Tuesday 19 February 2013

Appdirs from pypi is retarded

The XDG standard says user-specific data files should be written [in] $XDG_DATA_HOME which defaults to $HOME/.local/share.

Appdirs explicitly breaks XDG_DATA_HOME specification and returns a path based on $XDG_CONFIG_HOME, ~/.config/<appname> instead of ~/.local/share/<appname> for user_data_dir. Although the spec is as clear as day, the authors of appdirs say this is 'subject to some interpretation'.

No, it's not, read the damn spec!

http://standards.freedesktop.org/basedir-spec/basedir-spec-latest.html



The irony is that initially they got it right, but decided to break the standard some two years ago.

Thank you appdirs authors for ignoring a perfectly clear standard just because you *think* 'in practice, Linux apps tend to store their data in ~/.config/<appname>'.

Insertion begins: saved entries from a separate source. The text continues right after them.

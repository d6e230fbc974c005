//! HTTP plumbing: request/response values, parameter encoding, the pluggable
//! transport and observation hooks.

pub mod callback;
pub mod params;
pub mod request;
pub mod response;
pub mod transport;

pub use callback::{HttpCallback, ResponseRecorder};
pub use params::{ArraySerialization, FormFields};
pub use request::{HttpRequest, RequestBody};
pub use response::{HttpContext, HttpResponse};
pub use transport::{HttpClientConfig, HttpTransport, ReqwestTransport};
//! Shared types for the connectivity client workspace
//!
//! `Secret` keeps client secrets, session tokens and passwords out of logs.
//! `Error` covers configuration loading for binaries built on the client.

mod error;
mod secret;

pub use error::{Error, Result};
pub use secret::Secret;
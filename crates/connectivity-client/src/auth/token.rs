//! Bearer token as returned by the token endpoint

use std::fmt;
use std::time::{SystemTime, UNIX_EPOCH};

use serde::{Deserialize, Serialize};

/// Token endpoint response plus the locally derived `expiry`.
///
/// `expiry` is epoch seconds. A token without `expiry` never expires.
#[derive(Clone, PartialEq, Eq, Serialize, Deserialize)]
pub struct OAuthToken {
    pub access_token: String,
    #[serde(default, skip_serializing_if = "Option::is_none")]
    pub token_type: Option<String>,
    #[serde(default, skip_serializing_if = "Option::is_none")]
    pub expires_in: Option<i64>,
    #[serde(default, skip_serializing_if = "Option::is_none")]
    pub scope: Option<String>,
    #[serde(default, skip_serializing_if = "Option::is_none")]
    pub expiry: Option<i64>,
}

impl OAuthToken {
    pub fn new(access_token: impl Into<String>) -> Self {
        Self {
            access_token: access_token.into(),
            token_type: None,
            expires_in: None,
            scope: None,
            expiry: None,
        }
    }

    pub fn with_expires_in(mut self, seconds: i64) -> Self {
        self.expires_in = Some(seconds);
        self
    }

    pub fn with_expiry(mut self, epoch_seconds: i64) -> Self {
        self.expiry = Some(epoch_seconds);
        self
    }

    /// Derive `expiry = issued_at + expires_in`. Without a nonzero
    /// `expires_in` the token has no expiry, whatever the body carried.
    pub fn stamped(mut self, issued_at: i64) -> Self {
        self.expiry = self
            .expires_in
            .filter(|s| *s != 0)
            .map(|lifetime| issued_at.saturating_add(lifetime));
        self
    }

    /// Strictly past `expiry`; a token expiring exactly at `now` is still valid.
    pub fn is_expired_at(&self, now: i64) -> bool {
        self.expiry.is_some_and(|expiry| expiry < now)
    }

    pub fn is_expired(&self) -> bool {
        self.is_expired_at(unix_now())
    }

    /// `Authorization` header value.
    pub fn bearer(&self) -> String {
        format!("Bearer {}", self.access_token)
    }
}

impl fmt::Debug for OAuthToken {
    fn fmt(&self, f: &mut fmt::Formatter<'_>) -> fmt::Result {
        f.debug_struct("OAuthToken")
            .field("access_token", &"[REDACTED]")
            .field("token_type", &self.token_type)
            .field("expires_in", &self.expires_in)
            .field("scope", &self.scope)
            .field("expiry", &self.expiry)
            .finish()
    }
}

/// Current time in epoch seconds.
pub fn unix_now() -> i64 {
    SystemTime::now()
        .duration_since(UNIX_EPOCH)
        .map(|d| d.as_secs() as i64)
        .unwrap_or_default()
}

Dear appdirs authors, if some people break the law it doesn't mean the law is broken. And if *you*think* some apps do not conform to a standard, it does mean *at*all* that you should not, either. More than that, if some applications decide on their own they consider some things config data and you'd classify those as 'application data', that's their business, and is not your place to decide to break the standard for everybody. Standards exist for a reason.

 BTW, your software is worthless to me now and I decided NOT to use it because of this idiotic decision of yours.

5 comments:

Zack said...

I want to go back to the days when everyone put their state files in ~/.application-name. That way there was only one place to look for them.

Alex Wauck said...

Wow. That is a rather aggressive form of cluelessness.

Also, it's pypi, not PyPy. PyPy is a completely different thing. Which you probably knew.

eddyp said...

@Alex: Thanks, I corrected the typo.


What did you refer to when you said 'aggressive form of cluelessness'? Was I wrong, or are you referring to appdirs' authors? Because if I made a mistake, I want to correct it.

eddyp said...

@Zack: I disagree. I usually have displayed hidden files, and the clutter in $HOME is maddening. Also, having all files in .config and .local helps with backups.

Zack Weinberg said...

sorry for failing to check for replies for weeks...

I also usually have displayed hidden files (but only because I don't remember how to turn them on and off in the GNOME file picker -- if it were a keystroke I knew, or an obvious tickybox, I'd leave them hidden most of the time), and I'm not a huge fan of the clutter in $HOME, but I dislike far more not knowing where to look for application state. It could be in .config, it could be in .local, it could be in any of several different directories starting with .gnome or .kde, or it could still be loose in $HOME, or even sometimes it's hiding in /var (!) and that means that finding it is an exercise in frustration.